所有标签：{0, 1, 2, 3, 4, 5, 6, 7, 8, 9, 10, 11, 12, 13, 14, 15, 16, 17, 18, 19, 20, 21, 22, 23, 24, -1}

噪声点数量：614

聚类结果分析

手动检查聚类内容

python 复制代码

import numpy as np

# 打印第0个聚类中的前三篇文档
cluster = 1
for index in np.where(clusters==cluster)[0][:3]:
    print(abstracts[index][:300] + "... \n")

代码解释：

np.where(clusters==cluster)[0]：找到属于指定簇的所有文档索引
abstracts[index][:300]：只显示每篇文档的前300个字符

输出

We report on work in progress on extracting lexical simplifications (e.g.,

"collaborate" -> "work together"), focusing on utilizing edit histories in

Simple English Wikipedia for this task. We consider two main approaches: (1)

deriving simplification probabilities via an edit model that accounts f...
Overall, the two main contributions of this work include the application of

sentence simplification to association extraction as described above, and the

use of distributional semantics for concept extraction. The proposed work on

concept extraction amalgamates for the first time two diverse resea...
An inter-rater agreement study is performed for readability assessment in

Bengali. A 1-7 rating scale was used to indicate different levels of

readability. We obtained moderate to fair agreement among seven independent

annotators on 30 text passages written by four eminent Bengali authors. As a by...

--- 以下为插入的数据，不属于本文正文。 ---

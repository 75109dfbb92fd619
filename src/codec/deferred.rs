use std::collections::VecDeque;

use crate::codec::message::{Command, Message};

/// Messages a transitional state could not act on, kept in arrival order.
#[derive(Default)]
pub struct DeferredQueue {
    queue: VecDeque<Message>,
}

impl DeferredQueue {
    pub fn new() -> Self {
        Self::default()
    }

    pub fn push(&mut self, msg: Message) {
        self.queue.push_back(msg);
    }

    pub fn len(&self) -> usize {
        self.queue.len()
    }

    pub fn is_empty(&self) -> bool {
        self.queue.is_empty()
    }

    /// Take everything queued so far. Messages deferred again while the
    /// batch is replayed land in a fresh queue behind it.
    pub fn take(&mut self) -> VecDeque<Message> {
        std::mem::take(&mut self.queue)
    }

    pub fn has_shutdown(&self) -> bool {
        self.queue
            .iter()
            .any(|m| matches!(m, Message::Command(Command::Shutdown { .. })))
    }

    pub fn names(&self) -> Vec<&'static str> {
        self.queue.iter().map(Message::name).collect()
    }
}
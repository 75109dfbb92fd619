//! Encoder delay / padding trimming for PCM output.
//!
//! The first `skip` bytes of the stream are dropped and the newest `cut`
//! bytes are always held back, so whatever is still held when the stream
//! ends (the padding) never reaches the consumer.

use crate::buffer::RingBuffer;

/// Initial ring size on top of the held-back tail.
const RING_HEADROOM: usize = 4 * 1024;

pub struct SkipCut {
    skip: usize,
    front: usize,
    cut: usize,
    ring: RingBuffer,
}

impl SkipCut {
    pub fn new(skip: usize, cut: usize) -> Self {
        Self {
            skip,
            front: skip,
            cut,
            ring: RingBuffer::new(cut + RING_HEADROOM),
        }
    }

    /// Build a trimmer for `delay` and `padding` frames of `frame_size` bytes.
    /// Returns `None` when there is nothing to trim.
    pub fn for_frames(delay: u32, padding: u32, frame_size: usize) -> Option<Self> {
        if delay == 0 && padding == 0 {
            return None;
        }
        Some(Self::new(
            delay as usize * frame_size,
            padding as usize * frame_size,
        ))
    }

    /// Feed one output buffer and return the bytes that may be delivered.
    pub fn process(&mut self, data: &[u8]) -> Vec<u8> {
        let skipped = self.front.min(data.len());
        self.front -= skipped;
        let data = &data[skipped..];

        if self.ring.remaining() < data.len() {
            self.ring.grow(self.ring.len() + data.len());
        }
        self.ring.write(data);

        let ready = self.ring.len().saturating_sub(self.cut);
        let mut out = Vec::with_capacity(ready);
        self.ring.read_into(ready, &mut out);
        out
    }

    /// Bytes currently held back.
    pub fn held(&self) -> usize {
        self.ring.len()
    }

    /// Forget held data and start skipping again, as after a flush.
    pub fn clear(&mut self) {
        self.ring.clear();
        self.front = self.skip;
    }
}

#[cfg(test)]
mod tests {
    use super::*;

    #[test]
    fn trims_front_and_holds_tail() {
        let mut sc = SkipCut::new(4, 3);
        let a = sc.process(&[0, 1, 2, 3, 4, 5, 6, 7]);
        assert_eq!(a, vec![4]);
        let b = sc.process(&[8, 9]);
        assert_eq!(b, vec![5, 6]);
        assert_eq!(sc.held(), 3);
    }

    #[test]
    fn skip_spans_several_buffers() {
        let mut sc = SkipCut::new(6, 0);
        assert!(sc.process(&[1, 2, 3, 4]).is_empty());
        assert_eq!(sc.process(&[5, 6, 7, 8]), vec![7, 8]);
    }

    #[test]
    fn grows_for_large_buffers() {
        let mut sc = SkipCut::new(0, 2);
        let big = vec![7u8; RING_HEADROOM * 3];
        let out = sc.process(&big);
        assert_eq!(out.len(), big.len() - 2);
    }

    #[test]
    fn clear_rearms_skip() {
        let mut sc = SkipCut::new(2, 0);
        assert_eq!(sc.process(&[1, 2, 3]), vec![3]);
        sc.clear();
        assert_eq!(sc.process(&[1, 2, 3]), vec![3]);
        assert!(SkipCut::for_frames(0, 0, 4).is_none());
    }
}
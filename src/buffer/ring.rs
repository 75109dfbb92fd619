//! Fixed-size circular byte buffer backed by the global [`BufferPool`].
//!
//! [`BufferPool`]: crate::buffer::BufferPool

use crate::buffer::pool::get_byte_pool;

pub struct RingBuffer {
    buf: Vec<u8>,
    size: usize,
    write_offset: usize,
    read_offset: usize,
    length: usize,
}

impl RingBuffer {
    /// Create a new `RingBuffer` holding up to `size` bytes.
    pub fn new(size: usize) -> Self {
        let size = size.max(1);
        Self {
            buf: get_byte_pool().acquire_zeroed(size),
            size,
            write_offset: 0,
            read_offset: 0,
            length: 0,
        }
    }

    /// Bytes currently available to read.
    pub fn len(&self) -> usize {
        self.length
    }

    pub fn is_empty(&self) -> bool {
        self.length == 0
    }

    pub fn capacity(&self) -> usize {
        self.size
    }

    /// Bytes that can still be written before old data is overwritten.
    pub fn remaining(&self) -> usize {
        self.size - self.length
    }

    /// Write `chunk`. When the ring is full the **oldest** data is
    /// overwritten.
    pub fn write(&mut self, chunk: &[u8]) {
        // Only the newest `size` bytes of an oversized chunk can survive.
        let chunk = if chunk.len() > self.size {
            &chunk[chunk.len() - self.size..]
        } else {
            chunk
        };
        let to_write = chunk.len();
        let available_at_end = self.size - self.write_offset;

        if to_write <= available_at_end {
            self.buf[self.write_offset..self.write_offset + to_write].copy_from_slice(chunk);
        } else {
            self.buf[self.write_offset..].copy_from_slice(&chunk[..available_at_end]);
            self.buf[..to_write - available_at_end].copy_from_slice(&chunk[available_at_end..]);
        }

        let new_len = self.length + to_write;
        if new_len > self.size {
            let overwritten = new_len - self.size;
            self.read_offset = (self.read_offset + overwritten) % self.size;
            self.length = self.size;
        } else {
            self.length = new_len;
        }

        self.write_offset = (self.write_offset + to_write) % self.size;
    }

    /// Read up to `n` bytes into `out`, returning how many were copied.
    pub fn read_into(&mut self, n: usize, out: &mut Vec<u8>) -> usize {
        let to_read = n.min(self.length);
        if to_read == 0 {
            return 0;
        }

        let available_at_end = self.size - self.read_offset;
        if to_read <= available_at_end {
            out.extend_from_slice(&self.buf[self.read_offset..self.read_offset + to_read]);
        } else {
            out.extend_from_slice(&self.buf[self.read_offset..]);
            out.extend_from_slice(&self.buf[..to_read - available_at_end]);
        }

        self.read_offset = (self.read_offset + to_read) % self.size;
        self.length -= to_read;
        to_read
    }

    /// Skip `n` bytes without copying. Returns the bytes actually skipped.
    pub fn skip(&mut self, n: usize) -> usize {
        let to_skip = n.min(self.length);
        self.read_offset = (self.read_offset + to_skip) % self.size;
        self.length -= to_skip;
        to_skip
    }

    /// Enlarge the ring to at least `size` bytes, keeping unread data.
    pub fn grow(&mut self, size: usize) {
        if size <= self.size {
            return;
        }
        let mut pending = Vec::with_capacity(self.length);
        self.read_into(self.length, &mut pending);

        let old = std::mem::replace(&mut self.buf, get_byte_pool().acquire_zeroed(size));
        get_byte_pool().release(old);
        self.size = size;
        self.clear();
        self.write(&pending);
    }

    pub fn clear(&mut self) {
        self.write_offset = 0;
        self.read_offset = 0;
        self.length = 0;
    }
}

impl Drop for RingBuffer {
    fn drop(&mut self) {
        if !self.buf.is_empty() {
            get_byte_pool().release(std::mem::take(&mut self.buf));
        }
    }
}
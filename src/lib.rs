//! Lifecycle and buffer-ownership engine for asynchronous hardware codecs.
//!
//! [`codec`] holds the engine itself; [`hardware`] and [`surface`] define the
//! two collaborators it drives, each with an in-process implementation used by
//! the runner and the tests.

pub mod buffer;
pub mod codec;
pub mod common;
pub mod configs;
pub mod hardware;
pub mod surface;
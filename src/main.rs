use hwcodec::codec::{AccessUnit, ComponentTarget, InputData, Notification, StreamResult};
use hwcodec::common::{
    banner::{BannerInfo, print_banner},
    logger,
    types::AnyResult,
};
use hwcodec::configs::Config;
use hwcodec::hardware::LoopbackUnit;
use hwcodec::surface::{BoxedSurface, MemorySurface};
use tracing::{debug, error, info, warn};

#[tokio::main]
async fn main() -> AnyResult<()> {
    let config = Config::load()?;
    logger::init(&config);

    let session = config.session.clone();
    let component = session.component.as_deref().unwrap_or("any");
    print_banner(&BannerInfo::default(), component, &session.format.mime);

    let (notify_tx, notify_rx) = flume::unbounded();
    let unit = LoopbackUnit::new(session.loopback.clone());
    let (handle, engine_thread) =
        hwcodec::codec::spawn_engine(Box::new(unit), config.engine.clone(), notify_tx)?;

    let surface = session
        .use_surface
        .then(|| Box::new(MemorySurface::new(2)) as BoxedSurface);
    let target = match &session.component {
        Some(name) => ComponentTarget::Named(name.clone()),
        None => ComponentTarget::ByMime {
            mime: session.format.mime.clone(),
            encoder: session.format.encoder,
        },
    };
    handle.setup(target, &session.format, surface, session.auto_run)?;
    if !session.auto_run {
        handle.start()?;
    }

    let mut fed = 0usize;
    let mut drained = 0usize;
    loop {
        tokio::select! {
            note = notify_rx.recv_async() => {
                let Ok(note) = note else {
                    warn!("engine stopped before shutting down");
                    break;
                };
                match serde_json::to_string(&note) {
                    Ok(json) => debug!("notification {}", json),
                    Err(e) => warn!("could not encode {}: {}", note.name(), e),
                }

                match note {
                    Notification::FillThisBuffer { id, .. } => {
                        let input = if fed >= session.access_units {
                            InputData::Exhausted(StreamResult::EndOfStream)
                        } else {
                            let data = vec![(fed & 0xff) as u8; session.access_unit_size];
                            let mut au = AccessUnit::new(data, fed as i64 * session.frame_duration_us);
                            if fed + 1 == session.access_units {
                                au = au.with_eos();
                            }
                            fed += 1;
                            InputData::AccessUnit(au)
                        };
                        handle.submit_input(id, input)?;
                    }
                    Notification::DrainThisBuffer { id, size, timestamp_us, .. } => {
                        drained += 1;
                        debug!("drained {} ({} bytes, t={}us)", id, size, timestamp_us);
                        handle.release_output(id, session.use_surface)?;
                    }
                    Notification::EndOfStream { result } => {
                        info!("end of stream ({:?}) after {} access units", result, fed);
                        handle.shutdown(false)?;
                    }
                    Notification::Error { code, detail } => {
                        error!("engine error {:?}: {}", code, detail);
                        if handle.shutdown(false).is_err() {
                            break;
                        }
                    }
                    Notification::ShutdownCompleted => break,
                    _ => {}
                }
            }
            _ = tokio::signal::ctrl_c() => {
                info!("interrupted, shutting down");
                handle.shutdown(false)?;
            }
        }
    }

    info!("fed {} access units, drained {} buffers", fed, drained);
    drop(handle);
    if engine_thread.join().is_err() {
        error!("engine thread panicked");
    }
    Ok(())
}
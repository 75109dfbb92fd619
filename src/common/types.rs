use serde::{Deserialize, Serialize};

/// A generic boxed error type.
pub type AnyError = Box<dyn std::error::Error + Send + Sync>;

/// A convenient Result alias returning `AnyError`.
pub type AnyResult<T> = std::result::Result<T, AnyError>;

/// One direction of the engine's buffer pipeline.
#[derive(Debug, Clone, Copy, PartialEq, Eq, Hash, Serialize, Deserialize)]
#[serde(rename_all = "lowercase")]
pub enum PortIndex {
    Input,
    Output,
}

impl PortIndex {
    pub const ALL: [PortIndex; 2] = [PortIndex::Input, PortIndex::Output];

    /// Slot of this port in two-element per-port arrays.
    #[inline]
    pub fn slot(self) -> usize {
        match self {
            Self::Input => 0,
            Self::Output => 1,
        }
    }
}

impl std::fmt::Display for PortIndex {
    fn fmt(&self, f: &mut std::fmt::Formatter<'_>) -> std::fmt::Result {
        match self {
            Self::Input => write!(f, "input"),
            Self::Output => write!(f, "output"),
        }
    }
}

/// Opaque buffer handle assigned by the hardware unit at allocation time.
///
/// Only ever used as a lookup key into a port's buffer arena.
#[derive(Debug, Clone, Copy, PartialEq, Eq, Hash, PartialOrd, Ord, Serialize, Deserialize)]
#[serde(transparent)]
pub struct BufferId(pub u32);

impl From<u32> for BufferId {
    fn from(v: u32) -> Self {
        Self(v)
    }
}

impl std::fmt::Display for BufferId {
    fn fmt(&self, f: &mut std::fmt::Formatter<'_>) -> std::fmt::Result {
        write!(f, "{:#06x}", self.0)
    }
}

/// Handle of a graphics buffer owned by a presentation surface.
#[derive(Debug, Clone, Copy, PartialEq, Eq, Hash, Serialize, Deserialize)]
#[serde(transparent)]
pub struct GraphicHandle(pub u64);

impl std::fmt::Display for GraphicHandle {
    fn fmt(&self, f: &mut std::fmt::Formatter<'_>) -> std::fmt::Result {
        write!(f, "gb#{}", self.0)
    }
}

/// Per-buffer flags exchanged with the hardware unit.
#[derive(Debug, Clone, Copy, PartialEq, Eq, Hash, Default, Serialize, Deserialize)]
#[serde(transparent)]
pub struct BufferFlags(pub u32);

impl BufferFlags {
    pub const NONE: Self = Self(0);
    pub const END_OF_STREAM: Self = Self(0x01);
    pub const END_OF_FRAME: Self = Self(0x10);
    pub const SYNC_FRAME: Self = Self(0x20);
    pub const CODEC_CONFIG: Self = Self(0x80);

    #[inline]
    pub fn contains(self, other: Self) -> bool {
        self.0 & other.0 == other.0
    }

    #[inline]
    pub fn insert(&mut self, other: Self) {
        self.0 |= other.0;
    }

    #[inline]
    pub fn remove(&mut self, other: Self) {
        self.0 &= !other.0;
    }

    pub fn is_eos(self) -> bool {
        self.contains(Self::END_OF_STREAM)
    }
}

impl std::ops::BitOr for BufferFlags {
    type Output = Self;

    fn bitor(self, rhs: Self) -> Self {
        Self(self.0 | rhs.0)
    }
}

/// Inclusive-exclusive rectangle in pixels.
#[derive(Debug, Clone, Copy, PartialEq, Eq, Default, Serialize, Deserialize)]
pub struct Rect {
    pub left: u32,
    pub top: u32,
    pub width: u32,
    pub height: u32,
}

impl Rect {
    pub fn full(width: u32, height: u32) -> Self {
        Self {
            left: 0,
            top: 0,
            width,
            height,
        }
    }

    /// Whether the rectangle fits inside a `width` x `height` frame.
    pub fn fits_within(&self, width: u32, height: u32) -> bool {
        self.left.saturating_add(self.width) <= width
            && self.top.saturating_add(self.height) <= height
    }
}

#[cfg(test)]
mod tests {
    use super::*;

    #[test]
    fn port_slots_are_distinct() {
        assert_eq!(PortIndex::Input.slot(), 0);
        assert_eq!(PortIndex::Output.slot(), 1);
    }

    #[test]
    fn flag_bits() {
        let mut flags = BufferFlags::END_OF_FRAME | BufferFlags::CODEC_CONFIG;
        assert!(flags.contains(BufferFlags::CODEC_CONFIG));
        assert!(!flags.is_eos());
        flags.remove(BufferFlags::END_OF_FRAME);
        flags.insert(BufferFlags::END_OF_STREAM);
        assert_eq!(flags, BufferFlags(0x81));
    }

    #[test]
    fn crop_bounds() {
        assert!(Rect::full(320, 240).fits_within(320, 240));
        let r = Rect {
            left: 8,
            top: 0,
            width: 320,
            height: 240,
        };
        assert!(!r.fits_within(320, 240));
    }
}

上面三篇文章基本又有关于词汇提取的内容所以被聚类到一起

可视化聚类结果

python 复制代码

import pandas as pd

# 将384维嵌入向量降维到2维以便可视化
reduced_embeddings = UMAP(
    n_components=2, min_dist=0.0, metric='cosine', random_state=42
).fit_transform(embeddings)

# 创建数据框
df = pd.DataFrame(reduced_embeddings, columns=["x", "y"])
df["title"] = titles
df["cluster"] = [str(c) for c in clusters]

# 分离异常值（噪声）和正常聚类点
clusters_df = df.loc[df.cluster != "-1", :]
outliers_df = df.loc[df.cluster == "-1", :]

代码解释：

再次使用UMAP降维到2维用于可视化
创建包含坐标、标题和聚类标签的数据框
分离正常聚类点（簇标签不是-1）和噪声点（簇标签为-1）

静态可视化

python 复制代码

import matplotlib.pyplot as plt

# 分别绘制噪声点和聚类点
plt.scatter(outliers_df.x, outliers_df.y, alpha=0.05, s=2, c="grey")
plt.scatter(
    clusters_df.x, clusters_df.y, c=clusters_df.cluster.astype(int),
    alpha=0.6, s=2, cmap='tab20b'
)
plt.axis('off')

代码解释：

灰色小点表示噪声文档（未分配到任何簇）
彩色点表示不同聚类中的文档
cmap='tab20b'：使用tab20b色彩映射，适合显示多个类别

输出

上面的图形显示，拥有相似的会被分为同一簇。